TASK DETAILS — Please copy the leading lines of the entries below exactly, concluding with the line in which "#[derive(Debug, Clone)]" occurs.

SOURCE MATERIAL —

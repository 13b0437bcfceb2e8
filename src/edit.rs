use crate::SaveValue;
use crate::error::EditError;
use crate::save::{PropertyId, SaveFile, SaveProperty};
use crate::undo::{Command, DelegateUnit};
use std::fmt;

/// One primitive change to a [`SaveFile`]'s property list.
///
/// Positional variants address storage order. Rename and value edits address the
/// property by identity, which survives any reordering between record and replay.
#[derive(Debug, Clone)]
pub enum PropertyEdit {
    Insert { index: usize, property: SaveProperty },
    Remove { index: usize },
    MoveUp { index: usize },
    MoveDown { index: usize },
    Rename { id: PropertyId, name: String },
    SetValue { id: PropertyId, value: SaveValue },
}

impl Command<SaveFile> for PropertyEdit {
    fn execute(&self, file: &mut SaveFile) -> Result<(), EditError> {
        match self {
            PropertyEdit::Insert { index, property } => file.insert_property(*index, property.clone()),
            PropertyEdit::Remove { index } => file.remove_property(*index).map(drop),
            PropertyEdit::MoveUp { index } => file.move_property_up(*index),
            PropertyEdit::MoveDown { index } => file.move_property_down(*index),
            PropertyEdit::Rename { id, name } => file.rename_property(*id, name).map(drop),
            PropertyEdit::SetValue { id, value } => file.set_property_value(*id, value.clone()).map(drop),
        }
    }
}

impl PropertyEdit {
    /// The property this command left in place, looked up after it ran. `None` for a
    /// removal.
    pub fn touched_property(&self, file: &SaveFile) -> Option<PropertyId> {
        let index = match self {
            PropertyEdit::Insert { property, .. } => return Some(property.id()),
            PropertyEdit::Remove { .. } => return None,
            PropertyEdit::Rename { id, .. } | PropertyEdit::SetValue { id, .. } => return Some(*id),
            PropertyEdit::MoveUp { index } => index.checked_sub(1)?,
            PropertyEdit::MoveDown { index } => index + 1,
        };
        file.properties().get(index).map(SaveProperty::id)
    }
}

impl fmt::Display for PropertyEdit {
    fn fmt(&self, f: &mut fmt::Formatter<'_>) -> fmt::Result {
        match self {
            PropertyEdit::Insert { index, property } => {
                write!(f, "Insert '{}' at {index}", property.name)
            }
            PropertyEdit::Remove { index } => write!(f, "Remove property at {index}"),
            PropertyEdit::MoveUp { index } => write!(f, "Move property at {index} up"),
            PropertyEdit::MoveDown { index } => write!(f, "Move property at {index} down"),
            PropertyEdit::Rename { name, .. } => write!(f, "Rename to '{name}'"),
            PropertyEdit::SetValue { value, .. } => write!(f, "Set {} value", value.type_name()),
        }
    }
}

// Forward/inverse pairs. Each helper reads what the inverse needs from the file as it is
// *before* the forward command runs, so call them before executing anything.

pub fn insert(index: usize, property: SaveProperty) -> DelegatePair {
    (
        PropertyEdit::Insert { index, property },
        PropertyEdit::Remove { index },
    )
}

pub fn remove(file: &SaveFile, index: usize) -> Result<DelegatePair, EditError> {
    let property = file
        .properties()
        .get(index)
        .cloned()
        .ok_or(EditError::IndexOutOfRange {
            index,
            len: file.len(),
        })?;
    Ok((
        PropertyEdit::Remove { index },
        PropertyEdit::Insert { index, property },
    ))
}

pub fn move_up(index: usize) -> DelegatePair {
    (
        PropertyEdit::MoveUp { index },
        PropertyEdit::MoveDown {
            index: index.saturating_sub(1),
        },
    )
}

pub fn move_down(index: usize) -> DelegatePair {
    (
        PropertyEdit::MoveDown { index },
        PropertyEdit::MoveUp { index: index + 1 },
    )
}

pub fn rename(id: PropertyId, old: String, new: String) -> DelegatePair {
    (
        PropertyEdit::Rename { id, name: new },
        PropertyEdit::Rename { id, name: old },
    )
}

pub fn set_value(id: PropertyId, old: SaveValue, new: SaveValue) -> DelegatePair {
    (
        PropertyEdit::SetValue { id, value: new },
        PropertyEdit::SetValue { id, value: old },
    )
}

/// `(forward, inverse)`.
pub type DelegatePair = (PropertyEdit, PropertyEdit);

pub(crate) fn delegate((forward, inverse): DelegatePair) -> DelegateUnit<PropertyEdit> {
    DelegateUnit::create(forward, inverse)
}

pub(crate) fn delegate_and_execute(
    (forward, inverse): DelegatePair,
    file: &mut SaveFile,
) -> Result<DelegateUnit<PropertyEdit>, EditError> {
    DelegateUnit::create_and_execute(forward, inverse, file)
}

#[cfg(test)]
mod tests {
    use super::{delegate_and_execute, insert, move_down, move_up, remove, rename};
    use crate::undo::{Command, UndoGroup, UndoUnit};
    use crate::{SaveFile, SaveProperty, SaveValue};

    fn names(file: &SaveFile) -> Vec<&str> {
        file.properties().iter().map(|p| p.name.as_str()).collect()
    }

    fn five() -> SaveFile {
        SaveFile::from_json5_str("{ a: 1, b: 2, c: 3, d: 4, e: 5 }").unwrap()
    }

    #[test]
    fn insert_reverts_and_reapplies_at_same_index() {
        let mut file = five();
        let x = SaveProperty::new("x", SaveValue::Bool(true));
        let x_id = x.id();

        let unit = UndoUnit::from(delegate_and_execute(insert(2, x), &mut file).unwrap());
        assert_eq!(names(&file), ["a", "b", "x", "c", "d", "e"]);

        unit.revert(&mut file).unwrap();
        assert_eq!(names(&file), ["a", "b", "c", "d", "e"]);
        assert!(file.position_of(x_id).is_none());

        unit.apply(&mut file).unwrap();
        assert_eq!(file.position_of(x_id), Some(2));
    }

    #[test]
    fn remove_restores_same_identity() {
        let mut file = five();
        let c_id = file.properties()[2].id();

        let pair = remove(&file, 2).unwrap();
        let unit = UndoUnit::from(delegate_and_execute(pair, &mut file).unwrap());
        assert_eq!(names(&file), ["a", "b", "d", "e"]);

        unit.revert(&mut file).unwrap();
        assert_eq!(file.position_of(c_id), Some(2));
    }

    #[test]
    fn remove_out_of_range_builds_nothing() {
        let file = five();
        assert!(remove(&file, 5).is_err());
    }

    #[test]
    fn moves_are_inverse_pairs() {
        let mut file = five();

        let down = UndoUnit::from(delegate_and_execute(move_down(1), &mut file).unwrap());
        assert_eq!(names(&file), ["a", "c", "b", "d", "e"]);
        let up = UndoUnit::from(delegate_and_execute(move_up(4), &mut file).unwrap());
        assert_eq!(names(&file), ["a", "c", "b", "e", "d"]);

        up.revert(&mut file).unwrap();
        down.revert(&mut file).unwrap();
        assert_eq!(names(&file), ["a", "b", "c", "d", "e"]);
    }

    #[test]
    fn touched_property_is_where_the_command_left_it() {
        let mut file = five();
        let b_id = file.properties()[1].id();

        let (down, up) = move_down(1);
        down.execute(&mut file).unwrap();
        assert_eq!(down.touched_property(&file), Some(b_id));
        up.execute(&mut file).unwrap();
        assert_eq!(up.touched_property(&file), Some(b_id));

        let (gone, back) = remove(&file, 1).unwrap();
        gone.execute(&mut file).unwrap();
        assert_eq!(gone.touched_property(&file), None);
        back.execute(&mut file).unwrap();
        assert_eq!(back.touched_property(&file), Some(b_id));
    }

    #[test]
    fn failed_move_records_nothing() {
        let mut file = five();
        assert!(delegate_and_execute(move_up(0), &mut file).is_err());
        assert!(delegate_and_execute(move_down(4), &mut file).is_err());
        assert_eq!(names(&file), ["a", "b", "c", "d", "e"]);
    }

    #[test]
    fn replace_group_restores_original_item_first() {
        let mut file = five();
        let old_id = file.properties()[1].id();
        let pasted = SaveProperty::new("b", SaveValue::String("new".to_string()));

        let mut group = UndoGroup::new();
        let (fwd, inv) = remove(&file, 1).unwrap();
        group.add_and_execute(fwd, inv, &mut file).unwrap();
        let (fwd, inv) = insert(1, pasted);
        group.add_and_execute(fwd, inv, &mut file).unwrap();
        assert_eq!(file.properties()[1].value, SaveValue::String("new".to_string()));

        let unit = UndoUnit::from(group);
        unit.revert(&mut file).unwrap();
        assert_eq!(file.properties()[1].id(), old_id);
        assert_eq!(file.len(), 5);
    }

    #[test]
    fn rename_round_trips() {
        let mut file = five();
        let id = file.properties()[0].id();
        let unit = UndoUnit::from(
            delegate_and_execute(rename(id, "a".to_string(), "z".to_string()), &mut file).unwrap(),
        );
        assert_eq!(names(&file)[0], "z");
        assert_eq!(unit.to_string(), "Rename to 'z'");
        unit.revert(&mut file).unwrap();
        assert_eq!(names(&file)[0], "a");
    }
}
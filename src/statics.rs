// Central place for user-facing strings and other fixed constants.
// Keep these out of the document/undo code to reduce duplication and make tweaks safer.

// English strings (EN_ prefix to make future localization easier)
pub const EN_TITLE_CONFIRM_RELOAD: &str = "Confirm Reload";
pub const EN_RELOAD_UNSAVED_CHANGES: &str = "Reloading from disk will discard unsaved changes and clear your undo history for this file. This action cannot be undone. Are you sure?";
pub const EN_RELOAD_HISTORY_ONLY: &str =
    "Reloading from disk will clear your undo history for this file. Are you sure?";

pub const EN_PASTE_CONFLICT_SUFFIX: &str =
    "already exists. Replace it, or add the pasted property as a new entry?";

pub const EN_PREFIX_UNDO: &str = "Undo:";
pub const EN_PREFIX_REDO: &str = "Redo:";

pub const EN_TYPE_NULL: &str = "null";
pub const EN_TYPE_BOOL: &str = "bool";
pub const EN_TYPE_I64: &str = "number (i64)";
pub const EN_TYPE_U64: &str = "number (u64)";
pub const EN_TYPE_F64: &str = "number (f64)";
pub const EN_TYPE_STRING: &str = "string";
pub const EN_TYPE_ARRAY: &str = "array";
pub const EN_TYPE_OBJECT: &str = "object";

// Newline constants (used for save formatting; keep out of save/value code).
pub const NL_LF: &str = "\n";
pub const NL_CRLF: &str = "\r\n";

// Clipboard interchange.
// Marks payloads written by this editor so foreign clipboard text is rejected early.
pub const CLIPBOARD_HEADER: &str = "SWSE-PROPERTY/1\n";
pub const CLIPBOARD_DEFAULT_ATTEMPTS: u32 = 3;
pub const CLIPBOARD_DEFAULT_RETRY_DELAY_MS: u64 = 1;

// Gzip magic: 1F 8B
pub const GZIP_MAGIC: [u8; 2] = [0x1F, 0x8B];
pub const EXT_GZIP: &str = "gz";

YOUR SOLUTION —
repository 13b0437bcfceb2e8
filename src/edit.rs
use crate::SaveValue;
use crate::error::EditError;
use crate::save::{PropertyId, SaveFile, SaveProperty};
use crate::undo::{Command, DelegateUnit};
use std::fmt;

/// One primitive change to a [`SaveFile`]'s property list.
///
/// Positional variants address storage order. Rename and value edits address the
/// property by identity, which survives any reordering between record and replay.
#[derive(Debug, Clone)]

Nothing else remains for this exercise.